I have often commented on how much I like Radio Four. But last night they were talking rubbish. As I drove home, there was a discussion about “the unique way in which the BBC is funded”. This got me thinking (and ranting!)
ITV and Channel 4 are paid for by the adverts and so are free. I like that. If I want the free satellite channels, then I get a FreeView box. My mother has done that, and she’s very happy with it. Me – I want a thousand channels of rubbish, and I’m prepared to pay forty quid a month to do so. But (and here is the crux of my rant) if I don’t want satellite TV, then fine, I don’t have to have it.
I don’t have the option not to have the BBC. I must buy the TV licence which funds the BBC. The licence costs me twelve quid each month. And I have to pay this – I get fined if I don’t.
Last night the BBC were trying to justify the compulsory nature of the licence fee. And not making a very good job of it. In the past they have claimed that if people weren’t forced to pay the licence fee, then the BBC wouldn’t be able to afford to run Radio Three, because no one listens to it. Surely that isn’t a justification for extorting twelve quid out of me every month. If anything, it’s a valid reason for closing down Radio Three with immediate effect.
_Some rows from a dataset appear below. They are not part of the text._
//! Unified TCP/UDS listeners usable as accept streams by the worker loops.
use std::{io, net::SocketAddr, path::Path};

use monoio::{
    buf::{IoBuf, IoBufMut, IoVecBuf, IoVecBufMut},
    io::{stream::Stream, AsyncReadRent, AsyncWriteRent, Split},
    net::{ListenerOpts, TcpListener, TcpStream},
    BufResult,
};
use service_async::MakeService;

pub enum ListenerBuilder {
    Tcp(SocketAddr, ListenerOpts),
    #[cfg(unix)]
    Unix(std::os::unix::net::UnixListener),
}

impl ListenerBuilder {
    #[cfg(unix)]
    pub fn bind_unix<P: AsRef<Path>>(path: P) -> io::Result<ListenerBuilder> {
        // Remove any stale socket file first.
        let _ = std::fs::remove_file(path.as_ref());
        let listener = std::os::unix::net::UnixListener::bind(path)?;
        // The async UnixListener is built from a raw fd, which must be
        // non-blocking under the legacy driver.
        if monoio::utils::is_legacy() {
            listener.set_nonblocking(true)?;
        }
        Ok(Self::Unix(listener))
    }

    pub fn bind_tcp(addr: SocketAddr, opts: ListenerOpts) -> io::Result<ListenerBuilder> {
        Ok(Self::Tcp(addr, opts))
    }

    pub fn build(&self) -> io::Result<Listener> {
        match self {
            ListenerBuilder::Tcp(addr, opts) => {
                TcpListener::bind_with_config(addr, opts).map(Listener::Tcp)
            }
            #[cfg(unix)]
            ListenerBuilder::Unix(listener) => {
                let sys_listener = listener.try_clone()?;
                monoio::net::UnixListener::from_std(sys_listener).map(Listener::Unix)
            }
        }
    }
}

impl MakeService for ListenerBuilder {
    type Service = Listener;
    type Error = io::Error;

    fn make_via_ref(&self, _old: Option<&Self::Service>) -> Result<Self::Service, Self::Error> {
        self.build()
    }
}

/// Unified listener.
pub enum Listener {
    Tcp(TcpListener),
    #[cfg(unix)]
    Unix(monoio::net::UnixListener),
}

impl Stream for Listener {
    type Item = io::Result<(AcceptedStream, AcceptedAddr)>;

    async fn next(&mut self) -> Option<Self::Item> {
        match self {
            Listener::Tcp(l) => match l.next().await {
                Some(Ok(accepted)) => Some(Ok((
                    AcceptedStream::Tcp(accepted.0),
                    AcceptedAddr::Tcp(accepted.1),
                ))),
                Some(Err(e)) => Some(Err(e)),
                None => None,
            },
            #[cfg(unix)]
            Listener::Unix(l) => match l.next().await {
                Some(Ok(accepted)) => Some(Ok((
                    AcceptedStream::Unix(accepted.0),
                    AcceptedAddr::Unix(accepted.1),
                ))),
                Some(Err(e)) => Some(Err(e)),
                None => None,
            },
        }
    }
}

pub enum AcceptedStream {
    Tcp(TcpStream),
    #[cfg(unix)]
    Unix(monoio::net::UnixStream),
}

unsafe impl Split for AcceptedStream {}

#[derive(Debug, Clone)]
pub enum AcceptedAddr {
    Tcp(SocketAddr),
    #[cfg(unix)]
    Unix(monoio::net::unix::SocketAddr),
}

impl From<SocketAddr> for AcceptedAddr {
    fn from(value: SocketAddr) -> Self {
        Self::Tcp(value)
    }
}

#[cfg(unix)]
impl From<monoio::net::unix::SocketAddr> for AcceptedAddr {
    fn from(value: monoio::net::unix::SocketAddr) -> Self {
        Self::Unix(value)
    }
}

impl AsyncReadRent for AcceptedStream {
    async fn read<T: IoBufMut>(&mut self, buf: T) -> BufResult<usize, T> {
        match self {
            AcceptedStream::Tcp(inner) => inner.read(buf).await,
            #[cfg(unix)]
            AcceptedStream::Unix(inner) => inner.read(buf).await,
        }
    }

    async fn readv<T: IoVecBufMut>(&mut self, buf: T) -> BufResult<usize, T> {
        match self {
            AcceptedStream::Tcp(inner) => inner.readv(buf).await,
            #[cfg(unix)]
            AcceptedStream::Unix(inner) => inner.readv(buf).await,
        }
    }
}

impl AsyncWriteRent for AcceptedStream {
    #[inline]
    async fn write<T: IoBuf>(&mut self, buf: T) -> BufResult<usize, T> {
        match self {
            AcceptedStream::Tcp(inner) => inner.write(buf).await,
            #[cfg(unix)]
            AcceptedStream::Unix(inner) => inner.write(buf).await,
        }
    }

    #[inline]
    async fn writev<T: IoVecBuf>(&mut self, buf_vec: T) -> BufResult<usize, T> {
        match self {
            AcceptedStream::Tcp(inner) => inner.writev(buf_vec).await,
            #[cfg(unix)]
            AcceptedStream::Unix(inner) => inner.writev(buf_vec).await,
        }
    }

    #[inline]
    async fn flush(&mut self) -> io::Result<()> {
        match self {
            AcceptedStream::Tcp(inner) => inner.flush().await,
            #[cfg(unix)]
            AcceptedStream::Unix(inner) => inner.flush().await,
        }
    }

    #[inline]
    async fn shutdown(&mut self) -> io::Result<()> {
        match self {
            AcceptedStream::Tcp(inner) => inner.shutdown().await,
            #[cfg(unix)]
            AcceptedStream::Unix(inner) => inner.shutdown().await,
        }
    }
}
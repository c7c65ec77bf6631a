//! Predicate trait and the name → factory registry.
//!
//! Predicates decide whether a route accepts a request; they are ANDed
//! within a route. `Path`/`PathSubtree` are not registered here: the table
//! builder folds them into the path tree instead.
use std::{collections::HashMap, rc::Rc};

use http::Request;
use monoio_http::common::body::HttpBody;

use crate::route::{Arg, CreateError};

pub trait Predicate {
    /// Pure accept/reject decision. Must not fail: operational problems are
    /// logged by the implementation and reported as a non-match.
    fn matches(&self, req: &Request<HttpBody>) -> bool;

    /// Contribution to the owning route's matching weight.
    fn weight(&self) -> i32 {
        0
    }
}

pub trait PredicateFactory {
    fn create(&self, args: &[Arg]) -> Result<Rc<dyn Predicate>, CreateError>;
}

impl<F> PredicateFactory for F
where
    F: Fn(&[Arg]) -> Result<Rc<dyn Predicate>, CreateError>,
{
    fn create(&self, args: &[Arg]) -> Result<Rc<dyn Predicate>, CreateError> {
        (self)(args)
    }
}

#[derive(Default)]
pub struct PredicateRegistry {
    factories: HashMap<String, Rc<dyn PredicateFactory>>,
}

impl PredicateRegistry {
    pub fn new() -> Self {
        Self::default()
    }

    pub fn register(&mut self, name: impl Into<String>, factory: Rc<dyn PredicateFactory>) {
        self.factories.insert(name.into(), factory);
    }

    pub fn contains(&self, name: &str) -> bool {
        self.factories.contains_key(name)
    }

    pub fn create(&self, name: &str, args: &[Arg]) -> Result<Rc<dyn Predicate>, RegistryError> {
        let factory = self
            .factories
            .get(name)
            .ok_or_else(|| RegistryError::Unknown(name.to_string()))?;
        factory
            .create(args)
            .map_err(|e| RegistryError::Creation(name.to_string(), e))
    }
}

#[derive(thiserror::Error, Debug)]
pub enum RegistryError {
    #[error("unknown predicate {0}")]
    Unknown(String),
    #[error("predicate {0} creation failed: {1}")]
    Creation(String, CreateError),
}
//! Merges per-client route definition streams into totally ordered
//! snapshots.
use std::collections::{BTreeMap, HashMap};

use futures::StreamExt;
use futures_channel::mpsc::{UnboundedReceiver, UnboundedSender};
use tracing::{debug, info, warn};

use crate::{route::RouteDef, util::hash::sha256_items};

#[derive(Debug, Clone, Copy, PartialEq, Eq)]
pub enum ClientEventKind {
    /// Replace everything previously delivered by this client.
    Reset,
    /// Incremental upserts and deletions.
    Update,
}

#[derive(Debug)]
pub struct ClientEvent {
    pub client: String,
    pub kind: ClientEventKind,
    pub upserts: Vec<RouteDef>,
    pub deleted_ids: Vec<String>,
}

/// Union of all clients' current definitions, sorted by route id.
#[derive(Debug, Clone)]
pub struct MergedDefs {
    pub routes: Vec<RouteDef>,
    pub clients: Vec<String>,
}

/// Folds client events into per-client id maps and emits merged snapshots.
///
/// Clients are merged in lexicographic name order; when two clients provide
/// the same route id the later one wins and a warning is logged. Snapshots
/// identical to the previously emitted one are suppressed.
#[derive(Default)]
pub struct Multiplexer {
    defs_by_client: BTreeMap<String, HashMap<String, RouteDef>>,
    last_hash: Option<String>,
}

impl Multiplexer {
    pub fn new() -> Self {
        Self::default()
    }

    pub fn apply(&mut self, event: ClientEvent) -> Option<MergedDefs> {
        let defs = self.defs_by_client.entry(event.client.clone()).or_default();
        match event.kind {
            ClientEventKind::Reset => {
                defs.clear();
                for def in event.upserts {
                    defs.insert(def.id.clone(), def);
                }
            }
            ClientEventKind::Update => {
                for id in &event.deleted_ids {
                    defs.remove(id);
                }
                for def in event.upserts {
                    defs.insert(def.id.clone(), def);
                }
            }
        }
        self.merged()
    }

    fn merged(&mut self) -> Option<MergedDefs> {
        let mut by_id: BTreeMap<&str, (&str, &RouteDef)> = BTreeMap::new();
        for (client, defs) in &self.defs_by_client {
            for (id, def) in defs {
                if let Some((other, _)) =
                    by_id.insert(id.as_str(), (client.as_str(), def))
                {
                    warn!(
                        id = id.as_str(),
                        winner = client.as_str(),
                        loser = other,
                        "duplicate route id across data clients, last-seen wins"
                    );
                }
            }
        }

        let hash = sha256_items(by_id.values().map(|(_, def)| def.fingerprint()));
        if self.last_hash.as_deref() == Some(hash.as_str()) {
            debug!("merged route definitions unchanged, snapshot suppressed");
            return None;
        }
        self.last_hash = Some(hash);

        Some(MergedDefs {
            routes: by_id.into_values().map(|(_, def)| def.clone()).collect(),
            clients: self.defs_by_client.keys().cloned().collect(),
        })
    }
}

/// Serialize all client events into a totally ordered snapshot stream and
/// fan every snapshot out to the worker channels.
pub async fn run_multiplexer(
    mut rx: UnboundedReceiver<ClientEvent>,
    workers: Vec<UnboundedSender<MergedDefs>>,
) {
    let mut mux = Multiplexer::new();
    while let Some(event) = rx.next().await {
        if let Some(snapshot) = mux.apply(event) {
            for tx in &workers {
                let _ = tx.unbounded_send(snapshot.clone());
            }
        }
    }
    info!("all data clients stopped, multiplexer exits");
}

#[cfg(test)]
mod tests {
    use super::*;
    use crate::route::BackendDef;

    fn def(id: &str) -> RouteDef {
        RouteDef::new(id, BackendDef::Shunt)
    }

    fn reset(client: &str, upserts: Vec<RouteDef>) -> ClientEvent {
        ClientEvent {
            client: client.into(),
            kind: ClientEventKind::Reset,
            upserts,
            deleted_ids: Vec::new(),
        }
    }

    fn update(client: &str, upserts: Vec<RouteDef>, deleted: &[&str]) -> ClientEvent {
        ClientEvent {
            client: client.into(),
            kind: ClientEventKind::Update,
            upserts,
            deleted_ids: deleted.iter().map(|s| s.to_string()).collect(),
        }
    }

    fn ids(snapshot: &MergedDefs) -> Vec<&str> {
        snapshot.routes.iter().map(|r| r.id.as_str()).collect()
    }

    #[test]
    fn reset_then_update_folds_per_client() {
        let mut mux = Multiplexer::new();
        let s = mux.apply(reset("a", vec![def("one"), def("two")])).unwrap();
        assert_eq!(ids(&s), vec!["one", "two"]);

        let s = mux
            .apply(update("a", vec![def("three")], &["one"]))
            .unwrap();
        assert_eq!(ids(&s), vec!["three", "two"]);
    }

    #[test]
    fn merge_unions_across_clients() {
        let mut mux = Multiplexer::new();
        mux.apply(reset("a", vec![def("one")]));
        let s = mux.apply(reset("b", vec![def("two")])).unwrap();
        assert_eq!(ids(&s), vec!["one", "two"]);
        assert_eq!(s.clients, vec!["a", "b"]);
    }

    #[test]
    fn duplicate_id_resolves_by_client_order() {
        let mut mux = Multiplexer::new();
        let mut from_a = def("shared");
        from_a.method = Some("GET".into());
        let mut from_b = def("shared");
        from_b.method = Some("POST".into());
        mux.apply(reset("b", vec![from_b]));
        let s = mux.apply(reset("a", vec![from_a])).unwrap();
        // lexicographically later client wins regardless of arrival order
        assert_eq!(s.routes[0].method.as_deref(), Some("POST"));
    }

    #[test]
    fn unchanged_snapshot_is_suppressed() {
        let mut mux = Multiplexer::new();
        assert!(mux.apply(reset("a", vec![def("one")])).is_some());
        assert!(mux.apply(reset("a", vec![def("one")])).is_none());
        assert!(mux.apply(update("a", vec![], &[])).is_none());
        assert!(mux.apply(update("a", vec![], &["one"])).is_some());
    }

    #[test]
    fn client_reset_replaces_only_that_client() {
        let mut mux = Multiplexer::new();
        mux.apply(reset("a", vec![def("one")]));
        mux.apply(reset("b", vec![def("two")]));
        let s = mux.apply(reset("a", vec![def("three")])).unwrap();
        assert_eq!(ids(&s), vec!["three", "two"]);
    }
}
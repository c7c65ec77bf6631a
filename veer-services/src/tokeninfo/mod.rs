//! Bearer token validation against a remote tokeninfo endpoint.
mod cache;

use std::time::Instant;

use cache::{Lookup, TokeninfoCache};
use http::{HeaderValue, Request, StatusCode, Uri};
use monoio_http::common::body::{FixedBody, HttpBody};
use serde_json::{Map, Value};
use tracing::debug;
use veer_core::{config::TokeninfoConfig, AnyResult};

use crate::{http::util::collect_body, proxy::Forwarder};

pub type Claims = Map<String, Value>;

/// Terminal outcomes of a token validation.
///
/// `Clone` because one upstream result is broadcast to every coalesced
/// caller.
#[derive(Clone, thiserror::Error, Debug, PartialEq, Eq)]
pub enum TokeninfoError {
    /// The endpoint rejected the token.
    #[error("invalid token")]
    InvalidToken,
    /// The endpoint could not be reached or answered malformed data.
    #[error("tokeninfo service unreachable: {0}")]
    Unreachable(String),
}

/// Client with bounded cache and per-token request coalescing. Safe for
/// concurrent use by any number of request tasks on the owning worker.
pub struct TokeninfoClient {
    endpoint: Uri,
    forwarder: Forwarder,
    cache: TokeninfoCache,
}

impl TokeninfoClient {
    pub fn new(config: &TokeninfoConfig) -> AnyResult<Self> {
        let endpoint: Uri = config.url.parse()?;
        if endpoint.host().is_none() {
            veer_core::bail_into!("tokeninfo url {} has no host", config.url);
        }
        Ok(Self {
            endpoint,
            forwarder: Forwarder::with_timeouts(
                Some(config.timeout()),
                Some(config.timeout()),
            ),
            cache: TokeninfoCache::new(config.cache_size, config.cache_ttl()),
        })
    }

    /// Validate a bearer token, serving from cache when possible.
    ///
    /// Concurrent calls for the same token share a single upstream request.
    pub async fn get_tokeninfo(&self, token: &str) -> Result<Claims, TokeninfoError> {
        match self.cache.lookup(token, Instant::now()) {
            Lookup::Hit(info) => Ok(info),
            Lookup::Wait(rx) => match rx.await {
                Ok(result) => result,
                // the owner vanished without resolving; surface as transient
                Err(_) => Err(TokeninfoError::Unreachable(
                    "coalesced fetch canceled".to_string(),
                )),
            },
            Lookup::MissOwner => {
                let result = self.fetch(token).await;
                self.cache.resolve(token, result.clone(), Instant::now());
                result
            }
        }
    }

    async fn fetch(&self, token: &str) -> Result<Claims, TokeninfoError> {
        debug!("validating token upstream");
        let bearer = HeaderValue::from_str(&format!("Bearer {token}"))
            .map_err(|_| TokeninfoError::InvalidToken)?;
        let host = self
            .endpoint
            .authority()
            .expect("endpoint authority checked at construction")
            .as_str()
            .to_string();
        let req = Request::builder()
            .method(http::Method::GET)
            .uri(self.endpoint.clone())
            .header(http::header::AUTHORIZATION, bearer)
            .header(
                http::header::HOST,
                HeaderValue::from_str(&host)
                    .map_err(|e| TokeninfoError::Unreachable(e.to_string()))?,
            )
            .body(HttpBody::fixed_body(None))
            .map_err(|e| TokeninfoError::Unreachable(e.to_string()))?;

        let resp = self
            .forwarder
            .send(req)
            .await
            .map_err(|e| TokeninfoError::Unreachable(e.to_string()))?;

        match resp.status() {
            StatusCode::OK => {
                let body = collect_body(resp.into_body())
                    .await
                    .map_err(TokeninfoError::Unreachable)?;
                match serde_json::from_slice::<Value>(&body) {
                    Ok(Value::Object(map)) => Ok(map),
                    Ok(_) => Err(TokeninfoError::Unreachable(
                        "tokeninfo response is not an object".to_string(),
                    )),
                    Err(e) => Err(TokeninfoError::Unreachable(e.to_string())),
                }
            }
            s if s == StatusCode::BAD_REQUEST
                || s == StatusCode::UNAUTHORIZED
                || s == StatusCode::FORBIDDEN =>
            {
                Err(TokeninfoError::InvalidToken)
            }
            s => Err(TokeninfoError::Unreachable(format!(
                "unexpected tokeninfo status {s}"
            ))),
        }
    }
}
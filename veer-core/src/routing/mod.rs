//! Runtime routing state: instantiated routes, immutable tables and the
//! worker-local publish cell.
pub mod builder;
pub mod dataclient;
pub mod multiplexer;

use std::{
    cell::UnsafeCell,
    collections::{HashMap, HashSet},
    rc::Rc,
    time::{Duration, SystemTime},
};

use http::Request;
use monoio_http::common::body::HttpBody;

use crate::{
    filter::Filter,
    lb::{LoadBalancer, NetworkTarget},
    matcher::{Matcher, PathPattern},
    predicate::Predicate,
    route::RouteDef,
};

/// A route definition with everything instantiated for serving.
pub struct Route {
    pub def: RouteDef,
    pub backend: Backend,
    pub filters: Vec<Rc<dyn Filter>>,
    pub free_predicates: Vec<Rc<dyn Predicate>>,
    pub weight: i32,
    pub path: Option<PathPattern>,
}

impl Route {
    pub fn id(&self) -> &str {
        &self.def.id
    }
}

/// Resolved backend of a route.
pub enum Backend {
    Network(NetworkTarget),
    Shunt,
    Loopback,
    Dynamic,
    Lb(LoadBalancer),
}

/// Why a route definition was excluded from a table.
#[derive(Debug, Clone, Copy, PartialEq, Eq)]
pub enum RouteErrorKind {
    UnknownFilter,
    FilterCreationFailed,
    UnknownPredicate,
    PredicateCreationFailed,
    InvalidPredicate,
    InvalidBackend,
    UnsupportedBackend,
    InvalidPathPattern,
}

impl RouteErrorKind {
    pub fn as_str(&self) -> &'static str {
        match self {
            RouteErrorKind::UnknownFilter => "unknown-filter",
            RouteErrorKind::FilterCreationFailed => "filter-creation-failed",
            RouteErrorKind::UnknownPredicate => "unknown-predicate",
            RouteErrorKind::PredicateCreationFailed => "predicate-creation-failed",
            RouteErrorKind::InvalidPredicate => "invalid-predicate",
            RouteErrorKind::InvalidBackend => "invalid-backend",
            RouteErrorKind::UnsupportedBackend => "unsupported-backend",
            RouteErrorKind::InvalidPathPattern => "invalid-path-pattern",
        }
    }
}

#[derive(Debug)]
pub struct InvalidRoute {
    pub id: String,
    pub reason: RouteErrorKind,
    pub detail: String,
}

/// Immutable snapshot of the routing state. Never mutated after publication;
/// shared by reference-counting with every in-flight request.
pub struct RouteTable {
    pub routes: Vec<Rc<Route>>,
    pub matcher: Matcher,
    pub generation: u64,
    pub created_at: SystemTime,
    pub invalid_routes: Vec<InvalidRoute>,
}

impl RouteTable {
    pub fn empty() -> Self {
        Self {
            routes: Vec::new(),
            matcher: Matcher::new(),
            generation: 0,
            created_at: SystemTime::now(),
            invalid_routes: Vec::new(),
        }
    }

    pub fn lookup(
        &self,
        req: &Request<HttpBody>,
    ) -> Option<(Rc<Route>, HashMap<String, String>)> {
        self.matcher
            .lookup(&self.routes, req)
            .map(|m| (self.routes[m.index].clone(), m.params))
    }
}

/// Worker-local publish cell for the current table.
///
/// Single writer (the builder task), many readers (request tasks). Readers
/// clone the inner `Rc` once at request start and keep that reference for the
/// whole request, loopback iterations included.
#[derive(Clone)]
pub struct TableHandle {
    // UnsafeCell lets the builder replace the published Rc in place.
    inner: Rc<UnsafeCell<Rc<RouteTable>>>,
}

impl TableHandle {
    pub fn new(initial: Rc<RouteTable>) -> Self {
        Self {
            inner: Rc::new(UnsafeCell::new(initial)),
        }
    }

    #[inline]
    pub fn load(&self) -> Rc<RouteTable> {
        // # Safety
        // The handle is !Sync, so only the owning thread touches the cell.
        // The borrow ends before any await point.
        unsafe { &*self.inner.get() }.clone()
    }

    pub fn publish(&self, table: Rc<RouteTable>) {
        // # Safety
        // Same single-thread argument as `load`; readers hold clones, never
        // references into the cell.
        unsafe { *self.inner.get() = table }
    }
}

const DRAIN_POLL_INTERVAL: Duration = Duration::from_millis(50);
const DRAIN_POLL_LIMIT: usize = 100;

/// After publishing a new generation, wait for the previous table to drain
/// (reference count reaches one) and close filters of routes that were not
/// carried over, bounded by a drain deadline.
pub fn schedule_filter_close(old: Rc<RouteTable>, current: &RouteTable) {
    let kept: HashSet<*const Route> = current
        .routes
        .iter()
        .map(|r| Rc::as_ptr(r))
        .collect();
    monoio::spawn(async move {
        for _ in 0..DRAIN_POLL_LIMIT {
            if Rc::strong_count(&old) == 1 {
                break;
            }
            monoio::time::sleep(DRAIN_POLL_INTERVAL).await;
        }
        let mut closed = 0usize;
        for route in &old.routes {
            if kept.contains(&Rc::as_ptr(route)) {
                continue;
            }
            for filter in &route.filters {
                filter.close();
                closed += 1;
            }
        }
        if closed > 0 {
            tracing::debug!(
                generation = old.generation,
                closed,
                "closed filters of retired route table"
            );
        }
    });
}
The idiot being interviewed last night claimed that the management at the BBC were very happy to replace the licence fee with a subscription. After all, loads of people pay nearly forty quid every month to Sky TV. Surely they wouldn’t begrudge a payment of twelve quid a month to the Beeb.
I don’t see that argument. For my forty quid to Sky I get several hundred TV channels, and a hundred radio channels. What does the BBC offer?
Nine TV channels, seven of which are not available without some sort of set-top box. And twelve radio channels, of which only radios one, two, four and five would seem to be used by anyone.
All of which I get with my Sky subscription anyway.
The presenter wittered on about the BBC being an “Institution”. I wouldn’t say that it is an institution that I can’t afford, just that it’s an institution I would rather someone else funded.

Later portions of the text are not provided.